易俊莉 杨新宇 张洁 田丽丽 丁北川 武文清

非结核分枝杆菌病与结核病临床表现相似，如未能及时准确鉴定极易造成误诊，且非结核分枝杆菌(non-tuberculous mycobacteria，NTM)大多对常见的抗结核药品耐药，只采用常规抗结核药品进行治疗疗效大多不理想。因此，需要操作简便、快速、可靠的区分结核分枝杆菌复合群(MTBC)与NTM的检测方法。为此，笔者比较不同原理的3种方法[即：对硝基苯甲酸/噻吩-2-羧酸肼(PNB/TCH)生长试验法、结核分枝杆菌抗原(MPB64)检测法、PCR-荧光探针法]对MTBC和NTM的鉴定结果，分析其临床应用价值。

资料和方法

一、菌株来源

11株标准菌株包括MTB标准株H37Rv及10株 NTM标准株(堪萨斯分枝杆菌、戈登分枝杆菌、胞内分枝杆菌、鸟分枝杆菌、龟分枝杆菌、脓肿分枝杆菌、瘰疬分枝杆菌、溃疡分枝杆菌、蟾蜍分枝杆菌、偶然分枝杆菌)均来源于国家结核病参比实验室。238株临床分离株为北京结核病控制研究所2019年1—12月门诊患者培养阳性冻存菌株，经涂片抗酸染色均为阳性。

二、检验方法

1.仪器与试剂：中性罗氏培养基及PNB/TCH培养基由河南赛诺特生物技术有限公司提供。结核分枝杆菌抗原(MPB64)检测试剂盒由杭州创新生物检控技术有限公司提供。PCR-荧光探针法使用Roche LightCycler480仪，试剂盒由成都博奥晶芯生物科技有限公司提供。微阵列基因芯片试剂盒、核酸提取仪、芯片杂交仪、芯片扫描仪由北京博奥生物有限公司提供。

2.菌株复活：从菌株冻存管中取0.1 ml菌液接种在中性罗氏培养基中，37 ℃孵育2～4周，每周观察生长情况，直至长出可视菌落。

3.PNB/TCH生长试验：按照《结核病实验室检验规程》[1]进行。取中性罗氏培养基中复活的单个菌落加入无菌生理盐水制成1 mg/ml菌液。将稀释成10-2mg/ml的菌液各取0.1 ml分别接种于中性罗氏培养基与PNB/TCH培养基上，37 ℃孵育4周，观察菌落生长情况。PNB/TCH生长者判定为NTM，PNB未生长TCH生长判定为MTBC，中性罗氏培养基无生长时需重新检测。
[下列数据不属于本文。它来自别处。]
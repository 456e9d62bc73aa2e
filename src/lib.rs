//! Bed Redirect Advisor
//!
//! Suggests where patients of an overloaded hospital can be redirected, based on
//! great-circle distance, free bed capacity and facility type compatibility.
//!
//! # Overview
//!
//! The facility statistics themselves come from an external provider; this
//! library works on whatever roster snapshot the caller holds in memory and
//! keeps no state of its own between calls.
//!
//! ## Key Features
//!
//! - **Alternative search**: Ranks nearby, under-loaded, compatible facilities
//! - **Type compatibility**: Static table with reverse-direction fallback
//! - **Redirection counts**: Patients to shed to reach the target occupancy
//! - **District grouping**: Overloaded facilities per district
//! - **Occupancy summary**: Bed-weighted load figures for the whole city
//!
//! ## Quick Start
//!
//! ```rust
//! use bed_redirect_advisor::*;
//!
//! let source = FacilityRecord::new(1, "City Hospital", 0.95, 200)
//!     .with_coordinates(43.25, 76.90);
//! let roster = vec![
//!     source.clone(),
//!     FacilityRecord::new(2, "City Hospital", 0.40, 100).with_coordinates(43.26, 76.91),
//!     FacilityRecord::new(3, "Maternity Hospital", 0.20, 80).with_coordinates(43.25, 76.91),
//! ];
//!
//! let alternatives = find_alternatives(&source, &roster, 15.0, 5);
//! assert_eq!(alternatives.len(), 1);
//! assert_eq!(alternatives[0].available_beds, 60);
//! assert!(is_compatible_facility_type("Perinatal Center", "Maternity Hospital"));
//! ```
//!
//! ## Module Organization
//!
//! - [`types`]: Identifiers, enums and configuration
//! - [`facility`]: Facility records, rosters and geography
//! - [`redirection`]: Compatibility, alternative search and overload helpers
//! - [`advisor`]: Planning, statistics, logging and errors
//!
//! ## Architecture
//!
//! ```text
//! ┌─────────────┐    ┌─────────────┐    ┌─────────────┐
//! │   Types     │    │  Facility   │    │ Redirection │
//! │             │    │             │    │             │
//! │ FacilityId  │◄───┤ Records     │◄───┤ Compat.     │
//! │ Config      │    │ Roster      │    │ Finder      │
//! │             │    │ Geo         │    │ Overload    │
//! └─────────────┘    └─────────────┘    └─────────────┘
//!        ▲                  ▲                  ▲
//!        │                  │                  │
//!        └──────────┬───────┴──────────────────┘
//!                   │
//!            ┌─────────────┐
//!            │   Advisor   │
//!            │             │
//!            │ Planner     │
//!            │ Statistics  │
//!            └─────────────┘
//! ```
#![warn(missing_docs, missing_debug_implementations, unreachable_pub)]

// Module declarations
pub mod advisor;
pub mod facility;
pub mod redirection;
pub mod types;

// Core types and identifiers
pub use types::{
    AdvisorConfig, CliArgs, ConfigError, ConfigValidationError, FacilityId, OutputFormat,
};

// Facility types and functionality
pub use facility::{
    calculate_distance, FacilityRecord, FacilityRoster, RosterGenerator, OVERLOAD_THRESHOLD,
    TARGET_OCCUPANCY,
};

// Redirection core
pub use redirection::{
    calculate_redirection_count, compatibility_table, find_alternatives,
    group_overloaded_by_district, install_compatibility_table, is_compatible_facility_type,
    AlternativeFacility, AlternativeFinder, CompatibilityTable, DEFAULT_LIMIT,
    DEFAULT_MAX_DISTANCE_KM, UNKNOWN_DISTRICT,
};

// Planning, statistics and error handling
pub use advisor::{
    AdvisorError, AdvisorResult, DistrictSummary, LoggingConfig, OccupancySummary,
    RedirectionPlan, RedirectionPlanner, RedirectionReport,
};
4.MPB64检测法：在试管中加入0.2 ml生理盐水及中性罗氏培养基中复活的单个菌落，加盖后用涡旋混合器充分混合制成待测样本。将100 μl样本滴入检测板的加样孔内，反应15 min，观察结果。阳性：检测线(T)及质控线(C)都出现紫红色条带。阴性：检测线(T)处没有出现紫红色条带，只有质控线(C)处出现紫红色条带。如质控线没有显示条带时使用其他检测板重新检测。阳性结果判定为MTBC，阴性结果判定为NTM。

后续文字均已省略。